リースは言葉を探しているのか、口を開いては閉じ、視線を泳がせる。
だがやがて、ギュッと口を引き結ぶと剣の鞘に置いた手に力を込めた。垂れていた右手が僅かに浮かぶ。
それは悪手だ。
思ったが、口には出さずに成り行きを見守っていると、リースはキッとルカさんを睨んだ。
「だとしたら、なんだと言うんだ」
「僕は貴方達やあの男達が、何をしに来たのか知りたいだけです」
「お前達には関係のない事だ!」
「関係ない?」
ルカさんが、さも不思議そうに首をかしげた。
「そうでしょうか?…僕、言いましたよね。あの男達が不穏な事を言っていた、って」
「……っ」
その言葉にリースがぐっと息を詰めたが、ルカさんは続ける。
「バライザで、何か起きるみたいですよ。いえ、もう起きているのかも。…その余波か何か知りませんが、オルベリアにも影響が出るとか。まるで――」
ピリッ、とその場が張り詰める。
「侵略でも企てているような事を」
ルカさんの言葉にリースの表情が一変し、
「違う!!父上は……っ!!」
思わず、といった様子で叫び、すぐにハッとして口を閉じた。
その緩みに踏み込むように、ルカさんが一歩、距離と会話を詰める。
「貴方が危険を承知でここへ来たように」
ざり、と。
ルカさんのブーツの底が土を踏みしめる音が、やけに大きく聞こえた。
「僕も、半端な気持ちで訊いてるわけじゃないんだよ」
瞬間、空気が変わる。
「―――ッ!!」
冷たい、痛い、重い、熱い。
そのどれもが当てはまり、そのどれもが当てはまらない。得体の知れない感覚が、重さを伴う空気となって全身を押し潰した。
リースは完全に硬直している。いや、膝がカタカタと震えて、今にも崩れ落ちそうだ。隣にいたソニアさんは、すでにへたりとその場に座り込んでしまっている。
彼らだけじゃない。ルカさんの後ろ側にいる俺でさえ、その場から動くことができない。
リースもソニアさんも、真っ青な顔をしている。あれでは何か話したくても話せるはずがない。
これは駄目だ。強すぎる。
「っ、ルカさん…」
かろうじて名前を呼べば、僅かにこちらを振り向く顔。その金色の目が、ひたり、と俺を見た。それはとても冷たくて、あの日…出逢った日に見た星月夜のような輝きはない。まるで暗闇からこちらの首を狙う獣のようで、
「……っ」
俺はただ、弱々しく首を振って訴えるとこしかできない。
なんだ、あれは。あれは本当にルカさんか?
そう思うほど、この場にいる彼女は今まで俺の目の前にいた彼女と違いすぎた。
ルカさんは常に無表情だが、冷たいというわけではない。愛想が良いとは言えないが、他者を思いやる心はある。感情の起伏に乏しいが、小さく笑ったり、食べ物に対する執着を見せることもある。
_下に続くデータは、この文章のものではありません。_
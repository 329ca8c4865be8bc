//! S-expression support for committer.
//!
//! Reads Scheme source structurally, finds the top-level definition that
//! surrounds a changed line, and exposes the handful of fields commit
//! messages are built from.

pub mod definition;
pub mod lookup;
pub mod reader;

pub use definition::{Definition, FieldValue, TrackedField};
pub use lookup::{surrounding_form, TopLevelForm};
pub use reader::{ReadError, Reader, Sexp};
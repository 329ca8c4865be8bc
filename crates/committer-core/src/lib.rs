//! Core types, configuration, and error handling for committer.
//!
//! This crate provides the shared foundation used by all other committer crates:
//! - [`CommitterError`]: unified error type using `thiserror` and `miette`
//! - [`CommitterConfig`]: configuration loaded from `.committer.toml`
//! - Shared types: [`Hunk`], [`ChangeKind`], [`Revision`], [`OutputFormat`]

mod config;
mod error;
mod types;

pub use config::{ChannelConfig, CommitterConfig, GitConfig, MessageConfig};
pub use error::CommitterError;
pub use types::{ChangeKind, Hunk, OutputFormat, Revision};

/// A convenience `Result` type for committer operations.
pub type Result<T> = std::result::Result<T, CommitterError>;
少し……、かなり腕が立つうえに肝が据わっているけれど、年相応の普通の少女だと思っていた。
俺は片手をギュッと、胸の辺りで握り締めた。
そうしていないと、膝から力が抜けそうだった。たぶん今、酷い顔をしていると思う。
「……」
視線をリースに戻したルカさんの肩が僅かに上下したことで、息をついたのだと分かった。すると、全身を覆っていた空気がフッと軽くなる。
「…、は……っ」
詰めてしまっていた呼吸を取り戻した瞬間、忘れていたように額に汗が滲む。
今のは魔法などではない。魔道具の類でもない。
人の“気”による威圧。目に見えない圧倒的な、存在そのものの力。
まさかここまで……。
ここまで明確な差があるとは思わなかった。
分かっていたつもりだった。彼女はただの運び屋ではないと。他とは一線を画す称号持ち。その称号を与えられたのは、魔窟で高ランクの魔物を狩っていたからだと、彼女は言っていた。
――本当に?
おそらくそれも理由の一つではあるのだろう。魔窟において、賞金首指定の魔物を単独で討伐できる者など多くない。そもそも魔窟に単独で入ること自体、正気を疑われる行為だ。
彼女に与えられた[アンノウン]という称号。
俺は、[無限保存庫]という魔法適性を持つがゆえだと思っていた。ただでさえ適性者の少ない[保存庫]よりも、さらに希少な魔法。それを操り、魔物を狩る運び屋という特異性。これらもおそらくは、選定理由の一つではあるのかもしれない。
だがそのどれもが、選定理由の一部でしかないのだとしたら。
もしかしたら――。
ギルド統括局でさえ、彼女が内に秘めるものを、把握できていないのではないか。その底を知らないのではないか。あるいは、調べたが辿り着けなかったのでは――。
考えても考えても、ただドクドクと心臓が鳴るばかりで、俺は自分の浅はかさを痛感した。
それと同時に、彼女が全く分かっていないことも痛感したのだった。